_ABOUT THIS TASK_
Lines holding the string "calculate": copy each one from the listing below.

_EXTRACTED ENTRIES_
↓
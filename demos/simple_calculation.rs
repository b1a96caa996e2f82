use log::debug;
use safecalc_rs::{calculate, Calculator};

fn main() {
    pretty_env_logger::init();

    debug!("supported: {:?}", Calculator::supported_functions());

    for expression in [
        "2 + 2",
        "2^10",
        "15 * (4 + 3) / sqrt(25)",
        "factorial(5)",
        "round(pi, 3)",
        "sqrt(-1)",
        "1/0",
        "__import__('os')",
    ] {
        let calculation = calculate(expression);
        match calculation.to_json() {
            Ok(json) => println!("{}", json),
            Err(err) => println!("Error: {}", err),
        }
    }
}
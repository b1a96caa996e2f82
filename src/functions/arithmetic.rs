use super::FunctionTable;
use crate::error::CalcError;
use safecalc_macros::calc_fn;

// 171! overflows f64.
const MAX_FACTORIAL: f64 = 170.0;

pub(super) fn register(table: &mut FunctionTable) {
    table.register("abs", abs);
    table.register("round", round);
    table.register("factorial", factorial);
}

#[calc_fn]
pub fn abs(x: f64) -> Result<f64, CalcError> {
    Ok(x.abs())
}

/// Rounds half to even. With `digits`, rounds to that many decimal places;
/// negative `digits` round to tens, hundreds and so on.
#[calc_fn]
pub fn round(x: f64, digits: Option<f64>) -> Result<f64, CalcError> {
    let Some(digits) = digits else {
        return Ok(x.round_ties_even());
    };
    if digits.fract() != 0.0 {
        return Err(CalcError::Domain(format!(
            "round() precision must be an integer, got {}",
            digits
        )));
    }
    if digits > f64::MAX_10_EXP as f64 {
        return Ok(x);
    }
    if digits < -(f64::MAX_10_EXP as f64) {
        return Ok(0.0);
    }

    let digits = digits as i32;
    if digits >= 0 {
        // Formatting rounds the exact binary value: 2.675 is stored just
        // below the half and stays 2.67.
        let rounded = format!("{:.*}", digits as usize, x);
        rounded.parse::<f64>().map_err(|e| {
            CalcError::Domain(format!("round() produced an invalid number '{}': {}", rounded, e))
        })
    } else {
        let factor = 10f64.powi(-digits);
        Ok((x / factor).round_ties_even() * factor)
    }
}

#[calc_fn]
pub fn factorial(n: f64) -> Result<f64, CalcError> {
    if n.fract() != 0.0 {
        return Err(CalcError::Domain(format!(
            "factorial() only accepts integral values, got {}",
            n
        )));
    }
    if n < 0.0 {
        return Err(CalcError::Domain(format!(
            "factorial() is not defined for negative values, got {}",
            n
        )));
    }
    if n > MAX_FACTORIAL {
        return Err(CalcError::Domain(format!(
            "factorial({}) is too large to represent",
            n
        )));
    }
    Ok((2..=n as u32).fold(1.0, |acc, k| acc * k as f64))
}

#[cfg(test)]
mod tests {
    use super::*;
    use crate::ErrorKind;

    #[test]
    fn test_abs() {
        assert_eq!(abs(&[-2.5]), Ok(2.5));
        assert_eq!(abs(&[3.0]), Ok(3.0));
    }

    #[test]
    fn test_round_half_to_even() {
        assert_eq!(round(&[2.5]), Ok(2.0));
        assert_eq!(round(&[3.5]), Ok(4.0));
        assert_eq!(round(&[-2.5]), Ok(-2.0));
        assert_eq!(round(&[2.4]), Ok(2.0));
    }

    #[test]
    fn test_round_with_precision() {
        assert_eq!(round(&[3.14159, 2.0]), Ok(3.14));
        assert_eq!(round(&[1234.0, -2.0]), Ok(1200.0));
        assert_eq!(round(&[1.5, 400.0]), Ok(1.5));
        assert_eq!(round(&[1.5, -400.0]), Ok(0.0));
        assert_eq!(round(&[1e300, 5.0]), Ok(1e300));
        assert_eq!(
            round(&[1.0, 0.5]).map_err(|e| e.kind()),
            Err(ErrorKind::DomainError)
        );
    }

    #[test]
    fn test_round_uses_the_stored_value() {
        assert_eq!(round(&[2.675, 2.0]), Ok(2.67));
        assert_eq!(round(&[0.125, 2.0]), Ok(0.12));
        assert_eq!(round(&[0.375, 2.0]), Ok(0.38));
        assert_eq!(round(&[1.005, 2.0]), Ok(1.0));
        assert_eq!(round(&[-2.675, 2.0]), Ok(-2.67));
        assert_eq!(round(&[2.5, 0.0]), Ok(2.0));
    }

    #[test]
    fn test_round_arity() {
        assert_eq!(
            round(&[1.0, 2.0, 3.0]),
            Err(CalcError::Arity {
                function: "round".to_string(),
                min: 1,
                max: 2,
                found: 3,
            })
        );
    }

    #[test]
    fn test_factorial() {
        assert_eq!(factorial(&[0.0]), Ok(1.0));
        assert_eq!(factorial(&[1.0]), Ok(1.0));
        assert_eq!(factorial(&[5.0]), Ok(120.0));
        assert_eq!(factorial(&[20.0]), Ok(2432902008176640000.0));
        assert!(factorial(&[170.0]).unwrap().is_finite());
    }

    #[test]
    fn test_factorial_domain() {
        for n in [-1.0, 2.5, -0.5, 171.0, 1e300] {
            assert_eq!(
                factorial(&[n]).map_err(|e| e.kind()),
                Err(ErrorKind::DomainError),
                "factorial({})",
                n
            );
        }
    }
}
↑
_TASK ANSWER_
use safecalc_rs::{calculate, Calculator};
        let calculation = calculate(expression);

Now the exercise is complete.